As I was giving my statement, I was extremely honest. I shouldn't have been. Since I've never been in "police situation" before, I was very nervous and asked the police constable lots of questions. I would hate to see the video copy of my time in the back of that cop car. I probably looked like a freaked out nerd. He conducted the standard breathalyzer test. I passed (of course) since I only had a few drinks early on in the evening. I'm not irresponsible that way. Just in other ways. I wouldn't have driven, and my friend wouldn't have let me if we were worried. Okay, enough justification. After the breathalyzer was done, I felt a little relieved. He then asked me to write out my description of the collision, as best I could. I covered my left eye with my hand and I think I wrote: "I hit the guard rail with my car." I probably wrote something more detailed than that.

The paramedics arrived at the parking lot shortly thereafter. They ran tests on me in the back of the ambulance. They told me I looked okay for now, but that I should go to my doctor in a few days since these things only show up later. I could tell that I was starting to relax a little, and be more myself, when I found that I was kidding around and making the paramedics laugh. The absolute best way I knew I was okay? I noticed how hot the two female paramedics were as they were placing heart rate sensors on my body. Even in moments of sheer terror, I'm still scoping booty. Typical Reese.

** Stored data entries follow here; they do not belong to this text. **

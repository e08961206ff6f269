#![warn(missing_docs)]
//! # pulse-gate-ui
//!
//! ## Purpose
//! Defines the screen-facing state projections for `pulse-gate`.
//!
//! ## Responsibilities
//! - Represent login screen state: permission blocks, capture controls,
//!   per-stage statuses, and the status line.
//! - Render the heart-rate display value.
//! - Build the static dashboard snapshot shown after login.
//!
//! ## Data flow
//! The workflow controller projects its state into [`LoginScreenState`] after
//! every action; a successful login feeds [`dashboard_snapshot`].
//!
//! ## Ownership and lifetimes
//! Projections own all their strings so render layers never borrow workflow
//! state across actions.
//!
//! ## Error model
//! This crate favors explicit state over recoverable errors. Impossible
//! control combinations are prevented by guard methods.
//!
//! ## Security and privacy notes
//! Projections carry media labels (kind plus file name), never locations or
//! bytes, and no credential material.

use pulse_gate_vitals_contract::HeartRateReading;

/// Greeting fallback when no username reached the dashboard.
pub const FALLBACK_USERNAME: &str = "User";

/// Bank title rendered on the dashboard.
pub const BANK_NAME: &str = "Muzan Bank";

/// Generic stage status used for derivation and submission flow.
#[derive(Debug, Clone, Copy, PartialEq, Eq)]
pub enum StageStatus {
    /// Stage has not started.
    Idle,
    /// Stage is currently running.
    Running,
    /// Stage completed successfully.
    Healthy,
    /// Stage encountered a non-fatal error.
    Degraded,
}

/// Login screen projection built by the workflow controller.
#[derive(Debug, Clone, PartialEq, Eq)]
pub struct LoginScreenState {
    /// App version string sourced from root `VERSION`.
    pub version: String,
    /// Blocking message shown when camera consent was denied.
    pub blocked_message: Option<String>,
    /// Whether capture controls may be rendered at all.
    pub show_capture_controls: bool,
    /// Whether a clip is being recorded right now.
    pub recording_active: bool,
    /// Log-safe label of the held clip, when one was finalized.
    pub clip_label: Option<String>,
    /// Log-safe label of the captured still, when one is attached.
    pub still_label: Option<String>,
    /// Heart-rate field text; `"0"` until a reading is derived.
    pub heart_rate_display: String,
    /// Heart-rate derivation stage status.
    pub derivation: StageStatus,
    /// Login submission stage status.
    pub submission: StageStatus,
    /// Last failure or progress message, if any.
    pub status_line: Option<String>,
}

impl LoginScreenState {
    /// Creates the pre-permission baseline projection.
    pub fn new(version: impl Into<String>) -> Self {
        Self {
            version: version.into(),
            blocked_message: None,
            show_capture_controls: false,
            recording_active: false,
            clip_label: None,
            still_label: None,
            heart_rate_display: "0".to_string(),
            derivation: StageStatus::Idle,
            submission: StageStatus::Idle,
            status_line: None,
        }
    }

    /// Returns `true` while no stage is running.
    pub fn submit_enabled(&self) -> bool {
        self.derivation != StageStatus::Running && self.submission != StageStatus::Running
    }

    /// Returns `true` when the derive action may be offered.
    pub fn derive_enabled(&self) -> bool {
        self.clip_label.is_some() && self.submit_enabled()
    }
}

/// Renders the heart-rate field text for a possibly-absent reading.
pub fn heart_rate_display(reading: Option<&HeartRateReading>) -> String {
    match reading {
        Some(reading) => reading.form_value().to_string(),
        None => "0".to_string(),
    }
}

/// One line of the dashboard's recent-transactions card.
#[derive(Debug, Clone, PartialEq, Eq)]
pub struct TransactionRecord {
    /// Stable row identifier.
    pub id: u32,
    /// Transaction type label.
    pub label: String,
    /// Formatted amount.
    pub amount: String,
    /// ISO date of the transaction.
    pub date: String,
}

impl TransactionRecord {
    /// Returns the rendered row summary, date first.
    pub fn summary(&self) -> String {
        format!("{} - {}", self.date, self.label)
    }
}

/// Static dashboard projection built after a successful login.
#[derive(Debug, Clone, PartialEq, Eq)]
pub struct DashboardSnapshot {
    /// Personal greeting line.
    pub greeting: String,
    /// Formatted total balance.
    pub total_balance: String,
    /// Formatted savings balance.
    pub savings_balance: String,
    /// Recent transactions, newest first.
    pub transactions: Vec<TransactionRecord>,
}

/// Builds the dashboard snapshot for a username.
///
/// Balances and transactions are fixed demonstration values; only the
/// greeting varies. A blank or absent username falls back to
/// [`FALLBACK_USERNAME`].
pub fn dashboard_snapshot(username: Option<&str>) -> DashboardSnapshot {
    let raw = username
        .map(str::trim)
        .filter(|name| !name.is_empty())
        .unwrap_or(FALLBACK_USERNAME);

    DashboardSnapshot {
        greeting: format!("Hey {}", capitalize_first(raw)),
        total_balance: "$15,734,907.45".to_string(),
        savings_balance: "$10,450,654.29".to_string(),
        transactions: vec![
            TransactionRecord {
                id: 1,
                label: "Deposit".to_string(),
                amount: "$5,000".to_string(),
                date: "2023-05-20".to_string(),
            },
            TransactionRecord {
                id: 2,
                label: "Withdrawal".to_string(),
                amount: "$2,500".to_string(),
                date: "2023-05-19".to_string(),
            },
            TransactionRecord {
                id: 3,
                label: "Transfer".to_string(),
                amount: "$1,200".to_string(),
                date: "2023-05-18".to_string(),
            },
        ],
    }
}

fn capitalize_first(raw: &str) -> String {
    let mut chars = raw.chars();
    match chars.next() {
        Some(first) => first.to_uppercase().collect::<String>() + &chars.as_str().to_lowercase(),
        None => String::new(),
    }
}
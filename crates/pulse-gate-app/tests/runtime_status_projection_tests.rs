//! Integration tests for workflow-to-screen projection.

mod common;

use std::sync::Arc;

use pulse_gate_ui::StageStatus;

#[test]
fn runtime_status_projection_tests_baseline_before_permissions() {
    let transport = Arc::new(common::ScriptedTransport::new());
    let workflow = common::workflow_with(
        Arc::new(common::FixedPrompter::granting()),
        Arc::new(common::ScriptedCamera::new()),
        transport,
    );

    let screen = workflow.project();
    assert!(!screen.show_capture_controls);
    assert!(!screen.recording_active);
    assert!(screen.clip_label.is_none());
    assert!(screen.still_label.is_none());
    assert_eq!(screen.heart_rate_display, "0");
    assert_eq!(screen.derivation, StageStatus::Idle);
    assert_eq!(screen.submission, StageStatus::Idle);
    assert!(screen.status_line.is_none());
    assert!(screen.submit_enabled());
    assert!(!screen.derive_enabled());
}

#[test]
fn runtime_status_projection_tests_recording_disables_derivation() {
    let transport = Arc::new(common::ScriptedTransport::new());
    let mut workflow = common::granted_workflow(transport);

    workflow
        .start_recording(1_000)
        .expect("start should be admitted");

    let screen = workflow.project();
    assert!(screen.recording_active);
    assert!(screen.clip_label.is_none());
    assert!(!screen.derive_enabled());
}

#[test]
fn runtime_status_projection_tests_failed_stage_stays_interactive() {
    let transport = Arc::new(common::ScriptedTransport::new());
    let mut workflow = common::recorded_workflow(transport);

    let _ = workflow
        .derive_heart_rate()
        .expect_err("empty response should fail derivation");

    let screen = workflow.project();
    assert_eq!(screen.derivation, StageStatus::Degraded);
    // Degraded is a resting state; the user may immediately retry.
    assert!(screen.submit_enabled());
    assert!(screen.derive_enabled());
}
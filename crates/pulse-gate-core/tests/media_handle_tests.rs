//! Validation and naming behavior for captured media handles.

use pulse_gate_core::{CoreError, MediaHandle, MediaKind};

#[test]
fn media_handle_tests_rejects_blank_location() {
    let result = MediaHandle::new("   ", None, MediaKind::Image);

    assert!(matches!(result, Err(CoreError::BlankMediaLocation)));
}

#[test]
fn media_handle_tests_rejects_location_without_file_name() {
    let result = MediaHandle::new("file:///captures/", None, MediaKind::Video);

    assert!(matches!(result, Err(CoreError::UnnameableMedia(_))));
}

#[test]
fn media_handle_tests_file_name_is_last_path_segment() {
    let handle = MediaHandle::new("file:///captures/session-9/clip.mp4", None, MediaKind::Video)
        .expect("handle with a trailing segment should validate");

    assert_eq!(handle.file_name(), "clip.mp4");
}

#[test]
fn media_handle_tests_file_name_for_bare_name_is_whole_location() {
    let handle = MediaHandle::new("portrait.jpg", None, MediaKind::Image)
        .expect("bare file name should validate");

    assert_eq!(handle.file_name(), "portrait.jpg");
}

#[test]
fn media_handle_tests_effective_mime_prefers_carried_type() {
    let handle = MediaHandle::new(
        "file:///captures/portrait.png",
        Some("image/png".to_owned()),
        MediaKind::Image,
    )
    .expect("handle with explicit mime should validate");

    assert_eq!(handle.effective_mime(), "image/png");
}

#[test]
fn media_handle_tests_effective_mime_falls_back_to_kind_default() {
    let image = MediaHandle::new("file:///captures/portrait.jpg", None, MediaKind::Image)
        .expect("image handle should validate");
    let video = MediaHandle::new("file:///captures/clip.mp4", None, MediaKind::Video)
        .expect("video handle should validate");

    assert_eq!(image.effective_mime(), "image/jpeg");
    assert_eq!(video.effective_mime(), "video/mp4");
}

#[test]
fn media_handle_tests_effective_mime_ignores_blank_carried_type() {
    let handle = MediaHandle::new(
        "file:///captures/clip.mp4",
        Some("  ".to_owned()),
        MediaKind::Video,
    )
    .expect("handle with blank mime should validate");

    assert_eq!(handle.effective_mime(), "video/mp4");
}
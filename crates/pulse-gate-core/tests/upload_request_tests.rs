//! Field assembly and ordering behavior for multipart upload requests.

use pulse_gate_core::{CoreError, FormValue, MediaHandle, MediaKind, UploadRequest};

fn sample_clip() -> MediaHandle {
    MediaHandle::new("file:///captures/clip.mp4", None, MediaKind::Video)
        .expect("sample clip handle should validate")
}

#[test]
fn upload_request_tests_rejects_path_without_leading_slash() {
    let result = UploadRequest::new("get_heart_rate");

    assert!(matches!(result, Err(CoreError::InvalidPath(_))));
}

#[test]
fn upload_request_tests_rejects_bare_separator_path() {
    let result = UploadRequest::new("/");

    assert!(matches!(result, Err(CoreError::InvalidPath(_))));
}

#[test]
fn upload_request_tests_preserves_field_insertion_order() {
    let mut request = UploadRequest::new("/login").expect("login path should validate");
    request
        .push_text("username", "tanjiro")
        .expect("text field should append");
    request
        .push_text("heart_rate", "72")
        .expect("text field should append");
    request
        .push_media("image", sample_clip())
        .expect("media field should append");

    let names: Vec<&str> = request
        .fields()
        .iter()
        .map(|field| field.name.as_str())
        .collect();
    assert_eq!(names, ["username", "heart_rate", "image"]);
}

#[test]
fn upload_request_tests_rejects_blank_field_name() {
    let mut request = UploadRequest::new("/login").expect("login path should validate");

    let result = request.push_text(" ", "value");

    assert!(matches!(result, Err(CoreError::EmptyFieldName)));
    assert!(request.fields().is_empty());
}

#[test]
fn upload_request_tests_media_handles_skips_text_fields() {
    let mut request = UploadRequest::new("/get_heart_rate").expect("path should validate");
    request
        .push_text("note", "session-9")
        .expect("text field should append");
    request
        .push_media("video", sample_clip())
        .expect("media field should append");

    let handles: Vec<_> = request.media_handles().collect();
    assert_eq!(handles.len(), 1);
    assert_eq!(handles[0].file_name(), "clip.mp4");
}

#[test]
fn upload_request_tests_text_field_round_trips_value() {
    let mut request = UploadRequest::new("/register").expect("path should validate");
    request
        .push_text("username", "nezuko")
        .expect("text field should append");

    match &request.fields()[0].value {
        FormValue::Text(value) => assert_eq!(value, "nezuko"),
        FormValue::Media(_) => panic!("expected a text field"),
    }
}
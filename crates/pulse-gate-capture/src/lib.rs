#![warn(missing_docs)]
//! # pulse-gate-capture
//!
//! ## Purpose
//! Provides the recording state machine and camera backend abstractions.
//!
//! ## Responsibilities
//! - Define a backend-agnostic camera trait for video, still, and torch
//!   control.
//! - Model legal recording transitions independently of device effects.
//! - Expose deterministic synthetic capture for CI and unit tests.
//!
//! ## Data flow
//! Controller checks grants -> [`RecordingSession::start`] admits the
//! transition -> controller drives [`CameraBackend`] effects ->
//! [`RecordingSession::stop`] commits the produced
//! [`pulse_gate_core::MediaHandle`].
//!
//! ## Ownership and lifetimes
//! The session owns its media handle until the controller releases it after a
//! successful upload; backends never retain handles they return.
//!
//! ## Error model
//! Illegal transitions, missing camera consent, and backend failures are
//! reported as [`CaptureError`] values.
//!
//! ## Security and privacy notes
//! This crate handles asset locations only, never asset bytes. Backends must
//! keep captured assets device-local until the upload layer reads them.

use std::sync::Mutex;

use pulse_gate_core::{MediaHandle, MediaKind};
use pulse_gate_permissions::PermissionState;
use thiserror::Error;

/// Longest clip the capture layer will record, in seconds.
pub const MAX_CLIP_SECONDS: u32 = 10;

/// Video resolution requested from the capture layer.
#[derive(Debug, Clone, Copy, PartialEq, Eq)]
pub enum VideoQuality {
    /// 1280x720.
    Hd720,
    /// 1920x1080.
    Hd1080,
    /// 3840x2160.
    Uhd2160,
}

/// Limits applied by the capture layer to one video recording.
///
/// The capture layer enforces the duration cap itself; the state machine
/// never watches the clock.
#[derive(Debug, Clone, Copy, PartialEq, Eq)]
pub struct RecordingLimits {
    /// Hard duration cap in seconds.
    pub max_duration_seconds: u32,
    /// Requested resolution.
    pub quality: VideoQuality,
}

impl RecordingLimits {
    /// Creates validated recording limits.
    ///
    /// # Errors
    /// Returns [`CaptureError::InvalidLimits`] when the duration cap is zero.
    pub fn new(max_duration_seconds: u32, quality: VideoQuality) -> Result<Self, CaptureError> {
        if max_duration_seconds == 0 {
            return Err(CaptureError::InvalidLimits(
                "duration cap must be greater than zero".to_string(),
            ));
        }
        Ok(Self {
            max_duration_seconds,
            quality,
        })
    }

    /// Returns the limits used for pulse clips: 10 seconds at 1080p.
    pub fn pulse_clip() -> Self {
        Self {
            max_duration_seconds: MAX_CLIP_SECONDS,
            quality: VideoQuality::Hd1080,
        }
    }
}

/// Options for one still-image capture through the device picker.
#[derive(Debug, Clone, Copy, PartialEq)]
pub struct StillCaptureOptions {
    /// Whether the picker offers an edit/crop step before returning.
    pub allows_editing: bool,
    /// Crop aspect ratio as width:height.
    pub aspect: (u32, u32),
    /// Compression quality in `(0.0, 1.0]`.
    pub quality: f32,
}

impl StillCaptureOptions {
    /// Creates validated still-capture options.
    ///
    /// # Errors
    /// Returns [`CaptureError::InvalidLimits`] when quality is outside
    /// `(0.0, 1.0]` or either aspect component is zero.
    pub fn new(
        allows_editing: bool,
        aspect: (u32, u32),
        quality: f32,
    ) -> Result<Self, CaptureError> {
        if !(quality > 0.0 && quality <= 1.0) {
            return Err(CaptureError::InvalidLimits(format!(
                "still quality must be in (0.0, 1.0], got {quality}"
            )));
        }
        if aspect.0 == 0 || aspect.1 == 0 {
            return Err(CaptureError::InvalidLimits(
                "aspect components must be non-zero".to_string(),
            ));
        }
        Ok(Self {
            allows_editing,
            aspect,
            quality,
        })
    }
}

/// Trait implemented by concrete camera providers.
///
/// Calls block until the device completes the operation or the user dismisses
/// the relevant picker.
pub trait CameraBackend: Send + Sync {
    /// Starts writing a video clip under the given limits.
    ///
    /// # Errors
    /// Returns [`CaptureError::Backend`] when the device refuses to record.
    fn begin_video(&self, limits: &RecordingLimits) -> Result<(), CaptureError>;

    /// Finalizes the current clip.
    ///
    /// Returns `Ok(None)` when the device produced no asset, which callers
    /// must treat as a failed recording.
    ///
    /// # Errors
    /// Returns [`CaptureError::Backend`] when finalization fails outright.
    fn end_video(&self) -> Result<Option<MediaHandle>, CaptureError>;

    /// Switches the torch on or off.
    ///
    /// # Errors
    /// Returns [`CaptureError::Backend`] when the torch cannot be driven.
    fn set_torch(&self, enabled: bool) -> Result<(), CaptureError>;

    /// Captures one still image through the device picker.
    ///
    /// Returns `Ok(None)` when the user cancelled the picker.
    ///
    /// # Errors
    /// Returns [`CaptureError::Backend`] when capture fails outright.
    fn take_still(
        &self,
        options: &StillCaptureOptions,
    ) -> Result<Option<MediaHandle>, CaptureError>;
}

/// Lifecycle state of one recording session.
#[derive(Debug, Clone, Copy, PartialEq, Eq)]
pub enum RecordingStatus {
    /// No recording has started, or the session was reset.
    Idle,
    /// A clip is being written by the capture layer.
    Recording,
    /// A clip was finalized and its handle is held by the session.
    Stopped,
}

/// Pure state machine for one screen's recording lifecycle.
///
/// The machine admits or rejects transitions; the owning controller performs
/// the matching [`CameraBackend`] effects and feeds outcomes back in.
#[derive(Debug, Clone, PartialEq)]
pub struct RecordingSession {
    status: RecordingStatus,
    started_at_ms: Option<u64>,
    media: Option<MediaHandle>,
}

impl RecordingSession {
    /// Creates a session in `Idle` with no held media.
    pub fn new() -> Self {
        Self {
            status: RecordingStatus::Idle,
            started_at_ms: None,
            media: None,
        }
    }

    /// Returns the current lifecycle state.
    pub fn status(&self) -> RecordingStatus {
        self.status
    }

    /// Returns the epoch-millis start of the clip being recorded, if any.
    pub fn started_at_ms(&self) -> Option<u64> {
        self.started_at_ms
    }

    /// Returns the held media handle, if a clip was finalized.
    pub fn media(&self) -> Option<&MediaHandle> {
        self.media.as_ref()
    }

    /// Admits the start transition.
    ///
    /// # Errors
    /// Returns [`CaptureError::PermissionDenied`] unless camera consent is
    /// granted, and [`CaptureError::InvalidTransition`] unless the session is
    /// `Idle`.
    pub fn start(&mut self, camera: PermissionState, now_ms: u64) -> Result<(), CaptureError> {
        if self.status != RecordingStatus::Idle {
            return Err(CaptureError::InvalidTransition {
                from: self.status,
                action: "start",
            });
        }
        if !matches!(camera, PermissionState::Granted) {
            return Err(CaptureError::PermissionDenied);
        }

        self.status = RecordingStatus::Recording;
        self.started_at_ms = Some(now_ms);
        Ok(())
    }

    /// Commits the stop transition with the capture layer's outcome.
    ///
    /// `Some(handle)` moves the session to `Stopped` holding the handle.
    /// `None` means the device produced no asset: the session returns to
    /// `Idle` so it never sits in `Stopped` without media.
    ///
    /// # Errors
    /// Returns [`CaptureError::InvalidTransition`] unless the session is
    /// `Recording`, and [`CaptureError::CaptureFailed`] for the no-asset
    /// outcome.
    pub fn stop(&mut self, outcome: Option<MediaHandle>) -> Result<&MediaHandle, CaptureError> {
        if self.status != RecordingStatus::Recording {
            return Err(CaptureError::InvalidTransition {
                from: self.status,
                action: "stop",
            });
        }

        match outcome {
            Some(handle) => {
                if handle.kind != MediaKind::Video {
                    self.status = RecordingStatus::Idle;
                    self.started_at_ms = None;
                    return Err(CaptureError::CaptureFailed(format!(
                        "recording finalized a non-video asset: {}",
                        handle.file_name()
                    )));
                }
                self.status = RecordingStatus::Stopped;
                self.started_at_ms = None;
                // Invariant: Stopped always holds media; release_media is the
                // only way it leaves the session without reset.
                Ok(self.media.insert(handle))
            }
            None => {
                self.status = RecordingStatus::Idle;
                self.started_at_ms = None;
                Err(CaptureError::CaptureFailed(
                    "recording ended without a media asset".to_string(),
                ))
            }
        }
    }

    /// Returns the session to `Idle`, discarding any held media.
    pub fn reset(&mut self) {
        self.status = RecordingStatus::Idle;
        self.started_at_ms = None;
        self.media = None;
    }

    /// Hands the held media to the caller after a successful upload.
    ///
    /// The session stays `Stopped`; capture controls remain hidden until a
    /// `reset`.
    pub fn release_media(&mut self) -> Option<MediaHandle> {
        self.media.take()
    }
}

impl Default for RecordingSession {
    fn default() -> Self {
        Self::new()
    }
}

/// Deterministic synthetic camera for test and CI usage.
///
/// Produces sequenced `file:///captures/clip-N.mp4` handles and tracks torch
/// state so tests can assert effect ordering.
#[derive(Debug)]
pub struct SyntheticCameraBackend {
    state: Mutex<SyntheticCameraState>,
}

#[derive(Debug)]
struct SyntheticCameraState {
    recording: bool,
    torch_on: bool,
    clip_sequence: u64,
    still_sequence: u64,
}

impl SyntheticCameraBackend {
    /// Creates a synthetic camera with no clip in progress.
    pub fn new() -> Self {
        Self {
            state: Mutex::new(SyntheticCameraState {
                recording: false,
                torch_on: false,
                clip_sequence: 0,
                still_sequence: 0,
            }),
        }
    }

    /// Returns `true` while the synthetic torch is on.
    pub fn torch_on(&self) -> bool {
        self.state
            .lock()
            .map(|state| state.torch_on)
            .unwrap_or(false)
    }
}

impl Default for SyntheticCameraBackend {
    fn default() -> Self {
        Self::new()
    }
}

impl CameraBackend for SyntheticCameraBackend {
    fn begin_video(&self, _limits: &RecordingLimits) -> Result<(), CaptureError> {
        let mut state = self
            .state
            .lock()
            .map_err(|_| CaptureError::Backend("synthetic camera lock poisoned".to_string()))?;
        if state.recording {
            return Err(CaptureError::Backend(
                "synthetic camera is already recording".to_string(),
            ));
        }
        state.recording = true;
        Ok(())
    }

    fn end_video(&self) -> Result<Option<MediaHandle>, CaptureError> {
        let mut state = self
            .state
            .lock()
            .map_err(|_| CaptureError::Backend("synthetic camera lock poisoned".to_string()))?;
        if !state.recording {
            return Err(CaptureError::Backend(
                "synthetic camera has no clip in progress".to_string(),
            ));
        }
        state.recording = false;
        state.clip_sequence += 1;

        let handle = MediaHandle::new(
            format!("file:///captures/clip-{}.mp4", state.clip_sequence),
            Some("video/mp4".to_string()),
            MediaKind::Video,
        )
        .map_err(|error| CaptureError::Backend(error.to_string()))?;
        Ok(Some(handle))
    }

    fn set_torch(&self, enabled: bool) -> Result<(), CaptureError> {
        let mut state = self
            .state
            .lock()
            .map_err(|_| CaptureError::Backend("synthetic camera lock poisoned".to_string()))?;
        state.torch_on = enabled;
        Ok(())
    }

    fn take_still(
        &self,
        _options: &StillCaptureOptions,
    ) -> Result<Option<MediaHandle>, CaptureError> {
        let mut state = self
            .state
            .lock()
            .map_err(|_| CaptureError::Backend("synthetic camera lock poisoned".to_string()))?;
        state.still_sequence += 1;

        let handle = MediaHandle::new(
            format!("file:///captures/still-{}.jpg", state.still_sequence),
            Some("image/jpeg".to_string()),
            MediaKind::Image,
        )
        .map_err(|error| CaptureError::Backend(error.to_string()))?;
        Ok(Some(handle))
    }
}

/// Capture layer error type.
#[derive(Debug, Error)]
pub enum CaptureError {
    /// Camera consent was not granted.
    #[error("camera permission is not granted")]
    PermissionDenied,
    /// Requested transition is illegal from the current state.
    #[error("cannot {action} while {from:?}")]
    InvalidTransition {
        /// State the session was in when the call arrived.
        from: RecordingStatus,
        /// Rejected action name.
        action: &'static str,
    },
    /// Capture layer failed to produce a usable asset.
    #[error("capture failed: {0}")]
    CaptureFailed(String),
    /// Recording or still options are out of range.
    #[error("invalid capture limits: {0}")]
    InvalidLimits(String),
    /// Backend runtime failure.
    #[error("camera backend failure: {0}")]
    Backend(String),
}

So it's almost 4 in the morning. I have no car. And I have no way of getting home. Thankfully, when I had told ErgoGirl of my predicament, she called one of my good friends, Macker, to provide emotional and transportational support. As soon as I saw him, I gave him such a big bear hug. He said, "I'm happy that you're okay." I then burst into tears for a long while. My mortality hit me. He was probably THE best person to be there for me at that moment. He just hugged me, and downplayed it with humour. No reprimands. No over-emoting. Just strong, and supportive with some jokes in between. I am lucky to have him in my life. I'm lucky to have my life in general.

Driving home, I realized just how overwhelmed I was. I started to feel a great deal of pain. Emotional, and physical. My head hurt like a bitch. I had forgotten my house keys, and my glasses in my car, so I HAD to ring the doorbell of my house to get in. I was dreading having to explain everything to my folks. I remember telling Macker, "This is a parent's worst nightmare. Having your daughter show up with this kind of news." He replied: "No, it isn't. Having a cop show up at their door, without you, would be."